For any of those interested, I went ahead and solo tripped. I did about 180ug and had a pretty solid time. I watched the Yellow Submarine which is basically made to watch on LSD, I didn't get much done at all that day and time flew by pretty quickly, infact I sort of ran out of things to do, but I definitely did a LOT of pacing around and thinking. I took a long ass shower and when I got out, I started looking at my body in the mirror. I've lost a lot of weight since I joined the military and this is really the first time in my life I've been fit and honestly I got kind of narcissistic just staring at my self, I was looking at my body in the mirror for a solid hour. I never had any intentions of doing so, but once I realized how long I'd been there it was sort of scary to think I was really just feeding my ego for a ridiculous amount of time. I felt like Narcissus from that Greek mythological tail who died because he was staring at his reflection for so long, I felt so drawn to the mirror I had to literally force myself to leave.
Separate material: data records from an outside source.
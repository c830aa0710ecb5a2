//! # Application State Management
//!
//! This module handles the application's window and event plumbing, including:
//! - Window creation when the event loop resumes
//! - Input handling and per-frame input processing
//! - Pointer lock: a click locks the cursor, Escape or focus loss releases it
//! - Application lifecycle events

pub mod input_manager;
pub mod input_state;

use std::sync::Arc;

use input_manager::InputManager;
use log::{error, info, warn};

use winit::{
    application::ApplicationHandler,
    event::{DeviceEvent, DeviceId, WindowEvent},
    event_loop::ActiveEventLoop,
    window::{CursorGrabMode, Window, WindowId},
};

use crate::{config::GameConfig, engine_state::EngineState};

/// The main application state container that manages the application's lifecycle.
///
/// This struct holds the config until the window exists, then the running state.
/// It implements `ApplicationHandler` to handle window and device events.
pub struct ApplicationState {
    /// Game tunables
    pub config: GameConfig,

    /// The initialized application state, if the window has been created
    pub state: Option<InitializedApplicationState>,
}

/// Represents the fully initialized and running state of the application.
pub struct InitializedApplicationState {
    /// The core game engine state and logic
    pub engine_state: EngineState,

    /// Handle to the application window
    pub window: Arc<Window>,

    /// Manages input state and event processing
    pub input_manager: InputManager,

    /// Timestamp of the last frame for delta time calculations
    pub last_wait_time: web_time::Instant,

    /// Title currently shown, to skip redundant updates
    pub last_title: String,
}

impl ApplicationState {
    /// Creates the application state for the given config.
    pub fn new(config: GameConfig) -> Self {
        Self {
            config,
            state: None,
        }
    }
}

impl InitializedApplicationState {
    /// Grabs or releases the cursor and tells the engine the result.
    ///
    /// # Arguments
    /// * `locked` - Whether the pointer should be locked
    fn set_pointer_lock(&mut self, locked: bool) {
        if !locked {
            if let Err(err) = self.window.set_cursor_grab(CursorGrabMode::None) {
                warn!("Failed to release cursor: {err}");
            }
            self.window.set_cursor_visible(true);
            self.engine_state.set_view_locked(false);
            return;
        }

        let grabbed = self
            .window
            .set_cursor_grab(CursorGrabMode::Locked)
            .or_else(|_| self.window.set_cursor_grab(CursorGrabMode::Confined));
        match grabbed {
            Ok(()) => {
                self.window.set_cursor_visible(false);
                self.engine_state.set_view_locked(true);
            }
            Err(err) => {
                warn!("Failed to grab cursor: {err}");
                self.engine_state.set_view_locked(false);
            }
        }
    }
}

impl ApplicationHandler for ApplicationState {
    /// Creates the window and the engine state the first time the loop resumes.
    ///
    /// # Arguments
    /// * `event_loop` - Reference to the active event loop
    fn resumed(&mut self, event_loop: &ActiveEventLoop) {
        if self.state.is_some() {
            return;
        }

        let attributes = Window::default_attributes().with_title("Voxel Miner");
        let window = match event_loop.create_window(attributes) {
            Ok(window) => Arc::new(window),
            Err(err) => {
                error!("Failed to create window: {err}");
                event_loop.exit();
                return;
            }
        };
        info!("Window created");

        let engine_state = EngineState::new(&self.config);
        let last_title = engine_state.hud_title();
        window.set_title(&last_title);

        self.state = Some(InitializedApplicationState {
            engine_state,
            window,
            input_manager: InputManager::new(),
            last_wait_time: web_time::Instant::now(),
            last_title,
        });
    }

    /// Handles window-related events such as focus changes, input and close.
    ///
    /// # Arguments
    /// * `event_loop` - Reference to the active event loop
    /// * `_window_id` - ID of the window that generated the event
    /// * `event` - The window event to process
    fn window_event(
        &mut self,
        event_loop: &ActiveEventLoop,
        _window_id: WindowId,
        event: WindowEvent,
    ) {
        let Some(state) = &mut self.state else {
            if matches!(event, WindowEvent::CloseRequested) {
                event_loop.exit();
            }
            return;
        };

        state.input_manager.intake_input(&event);

        match event {
            WindowEvent::Focused(false) => {
                state.input_manager.release_all();
                state.set_pointer_lock(false);
            }
            WindowEvent::RedrawRequested => {
                // no drawing backend consumes the upload yet
                let _ = state.engine_state.prepare_instance_upload();
            }
            WindowEvent::CloseRequested => {
                info!("Close requested");
                event_loop.exit();
            }
            _ => (),
        }
    }

    /// Handles raw mouse motion, which drives the view while the pointer is locked.
    ///
    /// # Arguments
    /// * `_event_loop` - Reference to the active event loop
    /// * `_device_id` - ID of the device that generated the event
    /// * `event` - The device event to process
    fn device_event(
        &mut self,
        _event_loop: &ActiveEventLoop,
        _device_id: DeviceId,
        event: DeviceEvent,
    ) {
        if let Some(state) = &mut self.state {
            if let DeviceEvent::MouseMotion { delta } = event {
                state.input_manager.intake_mouse_motion(delta);
            }
        }
    }

    /// Runs one frame: input, pointer lock changes, the gameplay tick and the title HUD.
    ///
    /// # Arguments
    /// * `_event_loop` - Reference to the active event loop
    fn about_to_wait(&mut self, _event_loop: &ActiveEventLoop) {
        let Some(state) = &mut self.state else {
            return;
        };

        let now = web_time::Instant::now();
        let wait_dt = now - state.last_wait_time;

        let processed_input = state.input_manager.get_and_reset_processed_input();
        state.engine_state.set_input_commands(processed_input);

        if state.engine_state.player_actions.request_lock {
            state.set_pointer_lock(true);
        } else if state.engine_state.player_actions.release_lock {
            state.set_pointer_lock(false);
        }

        state.engine_state.process_input_at(wait_dt, now);
        state.last_wait_time = now;

        let title = state.engine_state.hud_title();
        if title != state.last_title {
            state.window.set_title(&title);
            state.last_title = title;
        }

        state.window.request_redraw();
    }
}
During the come up I was filled with anxiety, like pretty badly, but watching the Yellow Submarine, my favorite childhood movie definitely helped ease the tension and I was peaking around the time that finished and the anxiety slowly went away, but even such an innocent childlike movie like Yellow Submarine was sort of freaking me out at times with the crazy characters and sea monsters. After getting out of the mirror I got really self concious about possibly being a very narcissistic person, I'm not sure if I am, but at the time I was convinced I was a total narcissist and I wasn't sure what to do. I feel fine now and I'm fairly certain I'm not anything over the top narcissistic, but it was a little scary to think about.